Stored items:
impl ImdImage {
    /// Check whether a byte buffer starts like an IMD file
    ///
    /// Matches `IMD v.vv: ` where v are decimal digits.
    pub fn detect(bytes: &[u8]) -> bool {
        if bytes.len() < 10 {
            return false;
        }

        bytes.starts_with(b"IMD ")
            && bytes[4].is_ascii_digit()
            && bytes[5] == b'.'
            && bytes[6].is_ascii_digit()
            && bytes[7].is_ascii_digit()
            && bytes[8] == b':'
            && bytes[9] == b' '
    }

    /// Parse an IMD image from a byte buffer
    pub fn from_bytes(bytes: &[u8]) -> Result<Self> {
        if bytes.len() < HEADER_LEN {
            return Err(FsError::corrupt("file shorter than the IMD header"));
        }

        let mut reader = ByteReader::new(bytes);
        reader.seek(HEADER_LEN);

        // skip over the comment
        loop {
            if reader.read_u8()? == COMMENT_TERMINATOR {
                break;
            }
        }

        let mut tracks = Vec::new();

        while !reader.at_end() {
            tracks.push(Self::parse_track(&mut reader)?);
        }

        // stable by cylinder, so the two heads of one cylinder keep their
        // file order
        tracks.sort_by_key(|t| t.cylinder);

        let properties = Self::derive_properties(&tracks);
        let index = Self::build_index(&properties, &tracks)?;

        Ok(Self {
            properties,
            tracks,
            index,
            modified: false,
        })
    }

    fn parse_track(reader: &mut ByteReader) -> Result<ImdTrack> {
        let mode = reader.read_u8()?;
        if mode > MAX_MODE {
            return Err(FsError::corrupt(format!("invalid mode byte: {}", mode)));
        }

        let cylinder = reader.read_u8()?;
        let head = reader.read_u8()?;
        let nsectors = reader.read_u8()?;

        let size_code = reader.read_u8()?;
        if size_code > MAX_SIZE_CODE {
            return Err(FsError::corrupt(format!(
                "invalid sector size code: {}",
                size_code
            )));
        }

        let numbering_map = reader.read_bytes(nsectors as usize)?.to_vec();

        let cylinder_map = if head & CYLINDER_MAP_FLAG != 0 {
            reader.read_bytes(nsectors as usize)?.to_vec()
        } else {
            Vec::new()
        };

        let head_map = if head & HEAD_MAP_FLAG != 0 {
            reader.read_bytes(nsectors as usize)?.to_vec()
        } else {
            Vec::new()
        };

        let sector_size = size_code_to_bytes(size_code) as usize;
        let mut sectors = Vec::with_capacity(nsectors as usize);

        for _ in 0..nsectors {
            let header = reader.read_u8()?;

            if header == SECTOR_ABSENT {
                sectors.push(Sector::empty());
            } else if header & 0x01 != 0 {
                sectors.push(Sector::new(reader.read_bytes(sector_size)?.to_vec()));
            } else {
                let byte = reader.read_u8()?;
                sectors.push(Sector::filled(sector_size, byte));
            }
        }

        Ok(ImdTrack {
            mode,
            cylinder,
            head,
            size_code,
            numbering_map,
            cylinder_map,
            head_map,
            sectors,
        })
    }

    /// Derive the uniform geometry from the observed tracks
    fn derive_properties(tracks: &[ImdTrack]) -> DiskProperties {
        let mut cylinders = 0;
        let mut heads = 0;
        let mut sector_size = 0;
        let mut counts: HashMap<u8, u32> = HashMap::new();

        for track in tracks {
            cylinders = cylinders.max(track.cylinder as u32 + 1);
            heads = heads.max((track.head & 0x01) as u32 + 1);
            sector_size = sector_size.max(size_code_to_bytes(track.size_code));
            *counts.entry(track.numbering_map.len() as u8).or_insert(0) += 1;
        }

        let sectors = counts
            .iter()
            .max_by_key(|&(&n, &count)| (count, n))
            .map(|(&n, _)| n as u32)
            .unwrap_or(0);

        if counts.len() > 1 {
            warn!(
                "multiple sector counts per track are not supported; \
                 choosing the most common count: {}",
                sectors
            );
        }

        DiskProperties::new(cylinders, heads, sectors, sector_size)
    }

    fn build_index(
        properties: &DiskProperties,
        tracks: &[ImdTrack],
    ) -> Result<HashMap<u32, (usize, usize)>> {
        let mut index = HashMap::new();

        for (track_idx, track) in tracks.iter().enumerate() {
            for (sector_idx, &id) in track.numbering_map.iter().enumerate() {
                let sector = id
                    .checked_sub(1)
                    .ok_or_else(|| FsError::corrupt("sector id 0 in numbering map"))?;
                let dpos = DiskPos::new(
                    properties,
                    track.cylinder as u32,
                    (track.head & 0x01) as u32,
                    sector as u32,
                )?;

                index.insert(dpos.pos(), (track_idx, sector_idx));
            }
        }

        Ok(index)
    }

    /// Serialize the image to a byte buffer
    pub fn to_bytes(&self) -> Vec<u8> {
        let mut out = Vec::new();

        let stamp = Local::now().format("%m/%d/%Y %H:%M:%S");
        out.extend_from_slice(format!("IMD 1.17: {}\r\n", stamp).as_bytes());
        out.extend_from_slice(format!("floppyfs {}", env!("CARGO_PKG_VERSION")).as_bytes());
        out.push(COMMENT_TERMINATOR);

        for track in &self.tracks {
            out.push(track.mode);
            out.push(track.cylinder);
            out.push(track.head);
            out.push(track.numbering_map.len() as u8);
            out.push(track.size_code);

            out.extend_from_slice(&track.numbering_map);

            if track.head & CYLINDER_MAP_FLAG != 0 {
                out.extend_from_slice(&track.cylinder_map);
            }

            if track.head & HEAD_MAP_FLAG != 0 {
                out.extend_from_slice(&track.head_map);
            }

            for sector in &track.sectors {
                if sector.is_empty() {
                    out.push(SECTOR_ABSENT);
                } else if let Some(byte) = sector.uniform_byte() {
                    out.push(SECTOR_COMPRESSED);
                    out.push(byte);
                } else {
                    out.push(SECTOR_VERBATIM);
                    out.extend_from_slice(sector.data());
                }
            }
        }

        out
    }
}
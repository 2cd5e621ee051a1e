/// Disk image codecs and the uniform sector-addressable view

/// CPC DSK codec (standard and extended)
pub mod dsk;
/// ImageDisk (IMD) codec
pub mod imd;
/// Sector definition
pub mod sector;

pub use dsk::DskImage;
pub use imd::ImdImage;
pub use sector::Sector;

use crate::error::{FsError, Result};
use crate::geometry::DiskProperties;
use std::path::Path;

/// Uniform sector-addressable view of a disk image
///
/// Positions are linear indices in `[0, max_pos]`; see [`crate::geometry`]
/// for the mapping to (track, head, sector) triples. The whole image lives
/// in memory; `save` serializes it back to a file.
pub trait Disk: Send + Sync {
    /// Geometry of this image
    fn properties(&self) -> &DiskProperties;

    /// Read the sector at a linear position
    ///
    /// Unformatted positions return the absent-sector sentinel.
    fn read(&self, pos: u32) -> &Sector;

    /// Replace the sector at a linear position
    ///
    /// Writing to a position whose track was never formatted materializes
    /// the enclosing track. The modified flag is set on the first
    /// successful write and stays set.
    fn write(&mut self, pos: u32, sector: Sector) -> Result<()>;

    /// Whether any sector has been written since load
    fn modified(&self) -> bool;

    /// Serialize the image back to a file
    fn save(&self, path: &Path) -> Result<()>;
}

/// Open a disk image, detecting its container format
///
/// Tries IMD first, then DSK; fails with [`FsError::UnknownFormat`] if
/// neither codec recognizes the file.
pub fn open<P: AsRef<Path>>(path: P) -> Result<Box<dyn Disk>> {
    let bytes = std::fs::read(path)?;

    if ImdImage::detect(&bytes) {
        return Ok(Box::new(ImdImage::from_bytes(&bytes)?));
    }

    if DskImage::detect(&bytes) {
        return Ok(Box::new(DskImage::from_bytes(&bytes)?));
    }

    Err(FsError::UnknownFormat)
}

/// Byte cursor over an in-memory image
///
/// All multi-byte reads are little-endian, matching both container formats.
pub(crate) struct ByteReader<'a> {
    data: &'a [u8],
    pos: usize,
}

impl<'a> ByteReader<'a> {
    pub(crate) fn new(data: &'a [u8]) -> Self {
        Self { data, pos: 0 }
    }

    pub(crate) fn pos(&self) -> usize {
        self.pos
    }

    pub(crate) fn seek(&mut self, pos: usize) {
        self.pos = pos;
    }

    pub(crate) fn skip(&mut self, n: usize) {
        self.pos += n;
    }

    pub(crate) fn at_end(&self) -> bool {
        self.pos >= self.data.len()
    }

    pub(crate) fn read_u8(&mut self) -> Result<u8> {
        let byte = *self
            .data
            .get(self.pos)
            .ok_or_else(|| FsError::corrupt("unexpected end of image"))?;
        self.pos += 1;

        Ok(byte)
    }

    pub(crate) fn read_u16(&mut self) -> Result<u16> {
        let bytes = self.read_bytes(2)?;

        Ok(u16::from_le_bytes([bytes[0], bytes[1]]))
    }

    pub(crate) fn read_bytes(&mut self, n: usize) -> Result<&'a [u8]> {
        let end = self.pos + n;
        let bytes = self
            .data
            .get(self.pos..end)
            .ok_or_else(|| FsError::corrupt("unexpected end of image"))?;
        self.pos = end;

        Ok(bytes)
    }
}

#[cfg(test)]
mod tests {
    use super::*;

    #[test]
    fn test_byte_reader() {
        let data = [0x01, 0x02, 0x34, 0x12, 0xFF];
        let mut reader = ByteReader::new(&data);

        assert_eq!(reader.read_u8().unwrap(), 0x01);
        assert_eq!(reader.read_u8().unwrap(), 0x02);
        assert_eq!(reader.read_u16().unwrap(), 0x1234);
        assert!(!reader.at_end());
        assert_eq!(reader.read_u8().unwrap(), 0xFF);
        assert!(reader.at_end());
        assert!(reader.read_u8().is_err());
    }

    #[test]
    fn test_byte_reader_seek() {
        let data = [0u8; 16];
        let mut reader = ByteReader::new(&data);

        reader.skip(4);
        assert_eq!(reader.pos(), 4);
        reader.seek(12);
        assert_eq!(reader.read_bytes(4).unwrap(), &[0u8; 4]);
        assert!(reader.read_bytes(1).is_err());
    }

    #[test]
    fn test_open_unknown_format() {
        let dir = std::env::temp_dir().join("floppyfs-unknown-format-test");
        std::fs::write(&dir, b"not a disk image at all").unwrap();

        let result = open(&dir);
        assert!(matches!(result, Err(FsError::UnknownFormat)));

        std::fs::remove_file(&dir).ok();
    }
}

=== Exercise brief ===
For the records above, state how many lines contain the word "heads". Give only the number.

=== Task result ===
4